What you are asked to do:
Can you restate the lines of the entries below, word for word, from the first one through the line that includes "can be compiled"?
*** Block opens ***
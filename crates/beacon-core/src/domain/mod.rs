//! Domain entities for the classroom beacon bridge.
//!
//! This module contains pure business logic with no infrastructure
//! dependencies: colors, the table range, the table store and its clock.
//!
//! # What is "domain" in Clean Architecture? (for beginners)
//!
//! Clean Architecture organises code into concentric layers.  The innermost
//! layer is called the **domain**.  Domain code has no imports from OS APIs,
//! serial drivers, network libraries or UI frameworks, so it can be compiled
//! and tested anywhere.  The serial link and the WebSocket server depend on
//! the domain; the domain never depends on them.

pub mod clock;
pub mod color;

/// The authoritative table model.
///
/// See [`table_store::TableStore`] for the main type.
pub mod table_store;
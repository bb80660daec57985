//! Fan-out of push messages to every connected observer.
//!
//! The hub owns one [`Observer`] per live connection, keyed by a random
//! [`ObserverId`].  [`BroadcastHub::broadcast`] serializes a message once and
//! hands the same text to every observer.  An observer whose delivery fails
//! is removed on the spot; the remaining observers still receive the
//! message, and the caller never sees an error.
//!
//! Delivery is best-effort: there is no retry and no replay.  A reconnecting
//! observer catches up through the snapshot it receives on connect.

use std::collections::HashMap;
use std::sync::{Mutex, MutexGuard, PoisonError};

use thiserror::Error;
use tracing::{debug, error};
use uuid::Uuid;

use crate::domain::messages::PushMessage;

/// Identifier of a registered observer.
pub type ObserverId = Uuid;

/// Why one observer could not take a message.
#[derive(Debug, Error, PartialEq, Eq)]
pub enum DeliveryError {
    /// The observer's outbound queue has been closed.
    #[error("observer channel closed")]
    Closed,
}

/// Something that accepts serialized push messages.
///
/// Implementations must not block: the hub calls `deliver` while holding its
/// lock.
pub trait Observer: Send + Sync {
    fn deliver(&self, text: &str) -> Result<(), DeliveryError>;
}

/// Registry of live observers.
#[derive(Default)]
pub struct BroadcastHub {
    observers: Mutex<HashMap<ObserverId, Box<dyn Observer>>>,
}

impl BroadcastHub {
    pub fn new() -> Self {
        Self::default()
    }

    /// Adds an observer and returns its id.  Registering the same underlying
    /// connection twice yields two independent registrations.
    pub fn register(&self, observer: Box<dyn Observer>) -> ObserverId {
        let id = Uuid::new_v4();
        let mut observers = self.lock();
        observers.insert(id, observer);
        debug!("observer {id} registered ({} total)", observers.len());
        id
    }

    /// Removes an observer.  Unknown ids are ignored.
    pub fn unregister(&self, id: ObserverId) -> bool {
        let removed = self.lock().remove(&id).is_some();
        if removed {
            debug!("observer {id} unregistered");
        }
        removed
    }

    /// Delivers `message` to every observer and returns how many took it.
    ///
    /// Observers that fail are dropped from the hub.
    pub fn broadcast(&self, message: &PushMessage) -> usize {
        let text = match serde_json::to_string(message) {
            Ok(text) => text,
            Err(e) => {
                error!("failed to serialize {} push: {e}", message.type_name());
                return 0;
            }
        };

        let mut observers = self.lock();
        let mut failed = Vec::new();
        for (id, observer) in observers.iter() {
            if let Err(e) = observer.deliver(&text) {
                debug!("dropping observer {id}: {e}");
                failed.push(*id);
            }
        }
        for id in &failed {
            observers.remove(id);
        }

        let reached = observers.len();
        debug!(
            "broadcast {} to {reached} observer(s), dropped {}",
            message.type_name(),
            failed.len()
        );
        reached
    }

    /// Number of registered observers.
    pub fn len(&self) -> usize {
        self.lock().len()
    }

    pub fn is_empty(&self) -> bool {
        self.lock().is_empty()
    }

    fn lock(&self) -> MutexGuard<'_, HashMap<ObserverId, Box<dyn Observer>>> {
        self.observers.lock().unwrap_or_else(PoisonError::into_inner)
    }
}

// ── Tests ─────────────────────────────────────────────────────────────────────
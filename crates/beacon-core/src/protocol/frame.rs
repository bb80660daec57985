//! Typed form of a decoded protocol line.

use std::fmt;

use crate::domain::color::Color;
use crate::domain::table_store::TableId;

/// Wire id that addresses every device at once in a `T` line.
pub const BROADCAST_TARGET: TableId = -1;

/// The first field of a protocol line: who sent it and why.
#[derive(Debug, Clone, Copy, PartialEq, Eq, Hash)]
pub enum Role {
    /// `T`: a command addressed to one or all devices.
    Teacher,
    /// `RT`: a repeater retransmitting a command.  Never applied.
    TeacherEcho,
    /// `S`: a device reporting its own color.
    Status,
    /// `RS`: a repeater retransmitting a device status.
    StatusEcho,
}

impl Role {
    /// Parses the role tag.  Tags are case-sensitive.
    pub fn from_tag(tag: &str) -> Option<Self> {
        match tag {
            "T" => Some(Role::Teacher),
            "RT" => Some(Role::TeacherEcho),
            "S" => Some(Role::Status),
            "RS" => Some(Role::StatusEcho),
            _ => None,
        }
    }

    pub fn tag(self) -> &'static str {
        match self {
            Role::Teacher => "T",
            Role::TeacherEcho => "RT",
            Role::Status => "S",
            Role::StatusEcho => "RS",
        }
    }
}

impl fmt::Display for Role {
    fn fmt(&self, f: &mut fmt::Formatter<'_>) -> fmt::Result {
        f.write_str(self.tag())
    }
}

/// Who a `T` command is addressed to.
#[derive(Debug, Clone, Copy, PartialEq, Eq, Hash)]
pub enum Target {
    /// Every device (`tableId = -1` on the wire).
    All,
    /// One table.  Always a positive id.
    Table(TableId),
}

impl Target {
    /// Maps a wire id to a target.
    ///
    /// Returns `None` for `0` and for negative ids other than `-1`.
    pub fn from_wire(id: TableId) -> Option<Self> {
        match id {
            BROADCAST_TARGET => Some(Target::All),
            id if id > 0 => Some(Target::Table(id)),
            _ => None,
        }
    }

    /// The id written on the wire.
    pub fn wire_id(self) -> TableId {
        match self {
            Target::All => BROADCAST_TARGET,
            Target::Table(id) => id,
        }
    }
}

/// One decoded protocol line.
#[derive(Debug, Clone, Copy, PartialEq, Eq)]
pub enum Frame {
    /// A `T` line: set `target` to `color`.
    Command { target: Target, color: Color },
    /// An `S` or `RS` line: device `table` is now showing `color`.
    Status {
        table: TableId,
        color: Color,
        relayed: bool,
    },
    /// An `RT` line.  Its payload is not inspected.
    Echo,
}
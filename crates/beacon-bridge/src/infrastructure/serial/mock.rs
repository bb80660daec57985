//! Scripted serial backend for unit and integration tests.
//!
//! Tests add fake ports, queue the lines the "device" will send, and inspect
//! what the bridge wrote back, without any hardware attached.
//!
//! ```rust
//! use beacon_bridge::infrastructure::serial::mock::MockSerialBackend;
//!
//! let backend = MockSerialBackend::new();
//! backend.add_port("/dev/ttyACM0", "mbed Serial Port");
//! backend.queue_lines(&["S,3,1", "RT,3,1"]);
//! ```

use std::collections::{HashSet, VecDeque};
use std::io::{self, Write};
use std::sync::{Arc, Mutex, MutexGuard, PoisonError};
use std::time::Duration;

use super::{LineSource, ReadOutcome, SerialBackend, SerialHandles};
use crate::application::command_link::LinkError;
use crate::domain::messages::PortInfo;

/// What the fake device does on the next read.
#[derive(Debug, Clone)]
enum Scripted {
    Line(String),
    Overflow(usize),
    Disconnect,
    Fail,
}

#[derive(Default)]
struct MockState {
    ports: Vec<PortInfo>,
    enumerate_fails: bool,
    unopenable: HashSet<String>,
    opened: Vec<String>,
    incoming: VecDeque<Scripted>,
    written: Vec<u8>,
    fail_writes: bool,
}

/// A [`SerialBackend`] driven entirely by the test.
#[derive(Clone, Default)]
pub struct MockSerialBackend {
    state: Arc<Mutex<MockState>>,
}

impl MockSerialBackend {
    pub fn new() -> Self {
        Self::default()
    }

    /// Makes a port show up in enumeration.
    pub fn add_port(&self, device: &str, description: &str) {
        self.lock().ports.push(PortInfo {
            device: device.to_string(),
            description: description.to_string(),
        });
    }

    /// Removes a port from enumeration (the device was unplugged).
    pub fn remove_port(&self, device: &str) {
        self.lock().ports.retain(|port| port.device != device);
    }

    /// Makes enumeration fail until cleared.
    pub fn set_enumerate_fails(&self, fails: bool) {
        self.lock().enumerate_fails = fails;
    }

    /// Makes every attempt to open `device` fail.
    pub fn fail_open(&self, device: &str) {
        self.lock().unopenable.insert(device.to_string());
    }

    /// Queues lines for the open connection to read, in order.
    pub fn queue_lines(&self, lines: &[&str]) {
        let mut state = self.lock();
        for line in lines {
            state.incoming.push_back(Scripted::Line(line.to_string()));
        }
    }

    /// Queues `bytes` of noise that never contain a line break.
    pub fn queue_overflow(&self, bytes: usize) {
        self.lock().incoming.push_back(Scripted::Overflow(bytes));
    }

    /// Queues an end-of-stream after any lines already queued.
    pub fn queue_disconnect(&self) {
        self.lock().incoming.push_back(Scripted::Disconnect);
    }

    /// Queues a read error after any lines already queued.
    pub fn queue_read_error(&self) {
        self.lock().incoming.push_back(Scripted::Fail);
    }

    /// Makes every write fail until cleared.
    pub fn set_fail_writes(&self, fails: bool) {
        self.lock().fail_writes = fails;
    }

    /// Everything the bridge has written, split into lines.
    pub fn written_lines(&self) -> Vec<String> {
        String::from_utf8_lossy(&self.lock().written)
            .lines()
            .map(str::to_string)
            .collect()
    }

    /// Ports successfully opened so far, in order.
    pub fn opened_ports(&self) -> Vec<String> {
        self.lock().opened.clone()
    }

    fn lock(&self) -> MutexGuard<'_, MockState> {
        self.state.lock().unwrap_or_else(PoisonError::into_inner)
    }
}

impl SerialBackend for MockSerialBackend {
    fn available_ports(&self) -> Result<Vec<PortInfo>, LinkError> {
        let state = self.lock();
        if state.enumerate_fails {
            return Err(LinkError::Enumerate("mock enumeration failure".into()));
        }
        Ok(state.ports.clone())
    }

    fn open(
        &self,
        port: &str,
        _baud_rate: u32,
        read_timeout: Duration,
    ) -> Result<SerialHandles, LinkError> {
        let mut state = self.lock();
        if state.unopenable.contains(port) {
            return Err(LinkError::Open {
                port: port.to_string(),
                reason: "mock open failure".into(),
            });
        }
        state.opened.push(port.to_string());
        Ok(SerialHandles {
            reader: Box::new(MockLineSource {
                backend: self.clone(),
                read_timeout,
            }),
            writer: Box::new(MockWriter {
                backend: self.clone(),
            }),
        })
    }
}

struct MockLineSource {
    backend: MockSerialBackend,
    read_timeout: Duration,
}

impl LineSource for MockLineSource {
    fn next_line(&mut self) -> io::Result<ReadOutcome> {
        let next = self.backend.lock().incoming.pop_front();
        match next {
            Some(Scripted::Line(line)) => Ok(ReadOutcome::Line(line)),
            Some(Scripted::Overflow(bytes)) => Ok(ReadOutcome::Overflow(bytes)),
            Some(Scripted::Disconnect) => Ok(ReadOutcome::Closed),
            Some(Scripted::Fail) => Err(io::Error::new(
                io::ErrorKind::BrokenPipe,
                "mock read failure",
            )),
            None => {
                // Behave like a silent device: wait out the read timeout.
                std::thread::sleep(self.read_timeout);
                Ok(ReadOutcome::Idle)
            }
        }
    }
}

struct MockWriter {
    backend: MockSerialBackend,
}

impl Write for MockWriter {
    fn write(&mut self, buf: &[u8]) -> io::Result<usize> {
        let mut state = self.backend.lock();
        if state.fail_writes {
            return Err(io::Error::new(
                io::ErrorKind::BrokenPipe,
                "mock write failure",
            ));
        }
        state.written.extend_from_slice(buf);
        Ok(buf.len())
    }

    fn flush(&mut self) -> io::Result<()> {
        Ok(())
    }
}
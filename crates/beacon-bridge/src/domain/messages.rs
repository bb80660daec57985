//! JSON message types for the observer-facing WebSocket protocol.
//!
//! # Message flow
//!
//! ```text
//! Observer → Bridge: JSON text frame  →  ObserverRequest
//! Bridge → Observer: PushMessage      →  JSON text frame
//! ```
//!
//! # JSON discriminant
//!
//! Every message is a JSON object with a `"type"` field that identifies the
//! variant.  All other fields are flattened into the same object:
//!
//! ```json
//! {"type":"set_table","table":4,"color":"red"}
//! {"type":"table_update","table":{"table":4,"color":"red"},"counts":{...},"range":{...},"redDurations":[...]}
//! ```
//!
//! Two enums, one per direction, make it a compile-time error to send a
//! request-shaped message to an observer.

use serde::{Deserialize, Serialize};

use beacon_core::{Color, TableChange, TableId, TableSnapshot};

// ── Observer → Bridge ─────────────────────────────────────────────────────────

/// Every request an observer can send.
///
/// ```json
/// {"type":"set_table","table":3,"color":"orange"}
/// {"type":"reset"}
/// {"type":"set_range","start":1,"end":30}
/// {"type":"set_port","port":"/dev/ttyACM0"}
/// {"type":"get_snapshot"}
/// {"type":"get_serial_status"}
/// ```
#[derive(Debug, Clone, PartialEq, Eq, Serialize, Deserialize)]
#[serde(tag = "type", rename_all = "snake_case")]
pub enum ObserverRequest {
    /// Command one beacon to show `color`.
    SetTable { table: TableId, color: Color },

    /// Command every beacon back to green.
    Reset,

    /// Replace the table set with `start..=end`.
    SetRange { start: TableId, end: TableId },

    /// Pin the serial port.  `null`, a missing field or an empty string
    /// switches back to auto-detection.
    SetPort {
        #[serde(default)]
        port: Option<String>,
    },

    GetSnapshot,

    GetSerialStatus,
}

impl ObserverRequest {
    /// Short name of the variant for log messages.
    pub fn type_name(&self) -> &'static str {
        match self {
            ObserverRequest::SetTable { .. } => "set_table",
            ObserverRequest::Reset => "reset",
            ObserverRequest::SetRange { .. } => "set_range",
            ObserverRequest::SetPort { .. } => "set_port",
            ObserverRequest::GetSnapshot => "get_snapshot",
            ObserverRequest::GetSerialStatus => "get_serial_status",
        }
    }
}

// ── Bridge → Observer ─────────────────────────────────────────────────────────

/// A serial port seen during enumeration.
#[derive(Debug, Clone, PartialEq, Eq, Serialize, Deserialize)]
pub struct PortInfo {
    /// OS device name, e.g. `/dev/ttyACM0` or `COM3`.
    pub device: String,
    /// Human-readable description, `"Unknown"` when the OS reports none.
    pub description: String,
}

/// Snapshot of the serial link as seen by observers.
#[derive(Debug, Clone, PartialEq, Eq, Default, Serialize, Deserialize)]
pub struct LinkStatus {
    /// Port pinned by an observer or the configuration, if any.
    pub configured_port: Option<String>,
    /// Port that is open right now.
    #[serde(rename = "connected_port")]
    pub active_port: Option<String>,
    pub available_ports: Vec<PortInfo>,
}

/// Machine-readable reason carried by [`PushMessage::Error`].
#[derive(Debug, Clone, Copy, PartialEq, Eq, Serialize, Deserialize)]
#[serde(rename_all = "snake_case")]
pub enum ErrorCode {
    /// A command needed the serial link and no device is connected.
    LinkUnavailable,
    /// Writing to the serial link failed.
    Transport,
    /// A range request had `start <= 0` or `end < start`.
    InvalidRange,
    /// A table id was zero or negative.
    InvalidTarget,
    /// The frame was not a valid request.
    InvalidRequest,
}

/// Every message the bridge pushes to observers.
#[derive(Debug, Clone, PartialEq, Serialize)]
#[serde(tag = "type", rename_all = "snake_case")]
pub enum PushMessage {
    /// Full state.  Sent on connect and after bulk changes.
    Snapshot(TableSnapshot),

    /// One table changed.
    TableUpdate(TableChange),

    /// The serial link connected, disconnected or changed its port.
    SerialStatus(LinkStatus),

    /// A request from this observer could not be carried out.
    Error { code: ErrorCode, detail: String },
}

impl PushMessage {
    pub fn error(code: ErrorCode, detail: impl Into<String>) -> Self {
        PushMessage::Error {
            code,
            detail: detail.into(),
        }
    }

    /// Short name of the variant for log messages.
    pub fn type_name(&self) -> &'static str {
        match self {
            PushMessage::Snapshot(_) => "snapshot",
            PushMessage::TableUpdate(_) => "table_update",
            PushMessage::SerialStatus(_) => "serial_status",
            PushMessage::Error { .. } => "error",
        }
    }
}

// ── Tests ─────────────────────────────────────────────────────────────────────
//! # beacon-core
//!
//! Shared library for the classroom beacon bridge containing the serial line
//! protocol codec and the authoritative table state model.
//!
//! It has zero dependencies on OS APIs, serial drivers, or network sockets.
//!
//! # Architecture overview (for beginners)
//!
//! Every classroom table carries a small battery-powered beacon that shows
//! one of three colors: green ("all good"), orange ("question soon") or red
//! ("need help now").  Beacons talk over radio to a receiver plugged into the
//! teacher's computer, which forwards every radio packet as one text line on
//! a USB serial port.
//!
//! This crate (`beacon-core`) is the shared foundation.  It defines:
//!
//! - **`protocol`** – How lines travel over the serial link.  Each line is
//!   `ROLE,tableId,colorIndex` and is decoded into a typed [`Frame`].
//!
//! - **`domain`** – Pure business logic with no OS dependencies.  The most
//!   important piece is the [`TableStore`]: the thread-safe map of table id to
//!   color plus the "how long has this table been red" bookkeeping.

pub mod domain;
pub mod protocol;

// Re-export the most-used types at the crate root so callers can write
// `beacon_core::TableStore` instead of `beacon_core::domain::table_store::TableStore`.
pub use domain::clock::{Clock, ManualClock, SystemClock};
pub use domain::color::{Color, ColorCounts};
pub use domain::table_store::{
    RedDuration, StoreError, TableChange, TableColor, TableId, TableRange, TableSnapshot,
    TableStore, DEFAULT_RED_LIMIT,
};
pub use protocol::codec::{encode_command, parse_line, ProtocolError};
pub use protocol::frame::{Frame, Role, Target, BROADCAST_TARGET};
//! End-to-end tests for observer sessions over a real WebSocket.
//!
//! The server runs on an ephemeral loopback port.  No serial worker is
//! started, so the link stays unavailable and device-bound requests fail.

use std::net::SocketAddr;
use std::sync::atomic::{AtomicBool, Ordering};
use std::sync::Arc;
use std::time::Duration;

use beacon_bridge::application::{
    BroadcastHub, ChangeFeed, RequestService, EVENT_QUEUE_CAPACITY,
};
use beacon_bridge::infrastructure::serial::link_manager::{LinkManager, LinkSettings};
use beacon_bridge::infrastructure::serial::mock::MockSerialBackend;
use beacon_bridge::infrastructure::ws_server::serve;
use beacon_bridge::infrastructure::{spawn_hub_pump, SessionContext};
use beacon_core::{TableRange, TableStore};
use futures_util::{SinkExt, StreamExt};
use serde_json::{json, Value};
use tokio::net::{TcpListener, TcpStream};
use tokio::sync::mpsc;
use tokio_tungstenite::{connect_async, tungstenite::Message, MaybeTlsStream, WebSocketStream};

type Client = WebSocketStream<MaybeTlsStream<TcpStream>>;

struct Server {
    addr: SocketAddr,
    hub: Arc<BroadcastHub>,
    running: Arc<AtomicBool>,
}

impl Drop for Server {
    fn drop(&mut self) {
        self.running.store(false, Ordering::Relaxed);
    }
}

async fn start_server() -> Server {
    let backend = MockSerialBackend::new();
    backend.add_port("/dev/ttyACM0", "ARM mbed Serial Port");
    let manager = Arc::new(LinkManager::new(
        Arc::new(backend),
        LinkSettings {
            baud_rate: 115_200,
            read_timeout: Duration::from_millis(10),
            retry_interval: Duration::from_millis(20),
            device_tokens: vec!["mbed".into()],
        },
        None,
    ));
    let store = Arc::new(TableStore::new(TableRange::new(1, 4).unwrap()));
    let hub = Arc::new(BroadcastHub::new());
    let (tx, rx) = mpsc::channel(EVENT_QUEUE_CAPACITY);
    let feed = Arc::new(ChangeFeed::new(store, tx));
    spawn_hub_pump(rx, hub.clone());
    let service = Arc::new(RequestService::new(feed, manager));

    let listener = TcpListener::bind("127.0.0.1:0").await.unwrap();
    let addr = listener.local_addr().unwrap();
    let running = Arc::new(AtomicBool::new(true));
    tokio::spawn(serve(
        listener,
        SessionContext {
            hub: hub.clone(),
            service,
        },
        running.clone(),
    ));

    Server { addr, hub, running }
}

async fn connect(server: &Server) -> Client {
    let (client, _response) = connect_async(format!("ws://{}", server.addr))
        .await
        .unwrap();
    client
}

/// Next text frame parsed as JSON; fails the test after two seconds.
async fn next_json(client: &mut Client) -> Value {
    loop {
        let frame = tokio::time::timeout(Duration::from_secs(2), client.next())
            .await
            .expect("timed out waiting for a push")
            .expect("stream ended")
            .unwrap();
        if let Message::Text(text) = frame {
            return serde_json::from_str(&text).unwrap();
        }
    }
}

async fn send(client: &mut Client, request: Value) {
    client
        .send(Message::Text(request.to_string()))
        .await
        .unwrap();
}

/// Connects and consumes the snapshot + serial_status greeting.
async fn connect_greeted(server: &Server) -> Client {
    let mut client = connect(server).await;
    next_json(&mut client).await;
    next_json(&mut client).await;
    client
}

// ── Greeting ──────────────────────────────────────────────────────────────────

#[tokio::test]
async fn test_new_observer_gets_snapshot_then_serial_status() {
    // Arrange
    let server = start_server().await;

    // Act
    let mut client = connect(&server).await;
    let first = next_json(&mut client).await;
    let second = next_json(&mut client).await;

    // Assert
    assert_eq!(first["type"], "snapshot");
    assert_eq!(first["range"], json!({"start": 1, "end": 4}));
    assert_eq!(first["counts"], json!({"green": 4, "orange": 0, "red": 0}));
    assert_eq!(second["type"], "serial_status");
    assert_eq!(second["connected_port"], Value::Null);
    assert_eq!(second["available_ports"][0]["device"], "/dev/ttyACM0");
}

// ── Requests ──────────────────────────────────────────────────────────────────

#[tokio::test]
async fn test_set_range_is_broadcast_to_every_observer() {
    // Arrange
    let server = start_server().await;
    let mut alice = connect_greeted(&server).await;
    let mut bob = connect_greeted(&server).await;

    // Act
    send(&mut alice, json!({"type": "set_range", "start": 2, "end": 3})).await;

    // Assert
    for client in [&mut alice, &mut bob] {
        let push = next_json(client).await;
        assert_eq!(push["type"], "snapshot");
        assert_eq!(push["range"], json!({"start": 2, "end": 3}));
        assert_eq!(push["tables"].as_array().unwrap().len(), 2);
    }
}

#[tokio::test]
async fn test_invalid_range_is_reported_to_requester() {
    let server = start_server().await;
    let mut client = connect_greeted(&server).await;

    send(&mut client, json!({"type": "set_range", "start": 9, "end": 2})).await;

    let reply = next_json(&mut client).await;
    assert_eq!(reply["type"], "error");
    assert_eq!(reply["code"], "invalid_range");
}

#[tokio::test]
async fn test_set_table_without_receiver_reports_link_unavailable() {
    let server = start_server().await;
    let mut client = connect_greeted(&server).await;

    send(&mut client, json!({"type": "set_table", "table": 2, "color": "red"})).await;

    let reply = next_json(&mut client).await;
    assert_eq!(reply["type"], "error");
    assert_eq!(reply["code"], "link_unavailable");

    // The store is untouched.
    send(&mut client, json!({"type": "get_snapshot"})).await;
    let snapshot = next_json(&mut client).await;
    assert_eq!(snapshot["counts"]["red"], 0);
}

#[tokio::test]
async fn test_garbage_request_gets_invalid_request_and_session_survives() {
    let server = start_server().await;
    let mut client = connect_greeted(&server).await;

    client
        .send(Message::Text("{not json".to_string()))
        .await
        .unwrap();
    let reply = next_json(&mut client).await;
    assert_eq!(reply["type"], "error");
    assert_eq!(reply["code"], "invalid_request");

    send(&mut client, json!({"type": "get_serial_status"})).await;
    assert_eq!(next_json(&mut client).await["type"], "serial_status");
}

#[tokio::test]
async fn test_set_port_pushes_status_with_configured_port() {
    let server = start_server().await;
    let mut client = connect_greeted(&server).await;

    send(&mut client, json!({"type": "set_port", "port": "COM7"})).await;

    let push = next_json(&mut client).await;
    assert_eq!(push["type"], "serial_status");
    assert_eq!(push["configured_port"], "COM7");
}

// ── Lifecycle ─────────────────────────────────────────────────────────────────

#[tokio::test]
async fn test_closing_socket_unregisters_observer() {
    // Arrange
    let server = start_server().await;
    let mut client = connect_greeted(&server).await;
    assert_eq!(server.hub.len(), 1);

    // Act
    client.close(None).await.unwrap();

    // Assert
    let mut unregistered = false;
    for _ in 0..200 {
        if server.hub.is_empty() {
            unregistered = true;
            break;
        }
        tokio::time::sleep(Duration::from_millis(10)).await;
    }
    assert!(unregistered, "observer must leave the hub after close");
}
*** Block closes ***
Task response:
filename crates/beacon-core/src/domain/mod.rs
//! Domain entities for the classroom beacon bridge.
//!
//! This module contains pure business logic with no infrastructure
//! dependencies: colors, the table range, the table store and its clock.
//!
//! # What is "domain" in Clean Architecture? (for beginners)
//!
//! Clean Architecture organises code into concentric layers.  The innermost
//! layer is called the **domain**.  Domain code has no imports from OS APIs,
//! serial drivers, network libraries or UI frameworks, so it can be compiled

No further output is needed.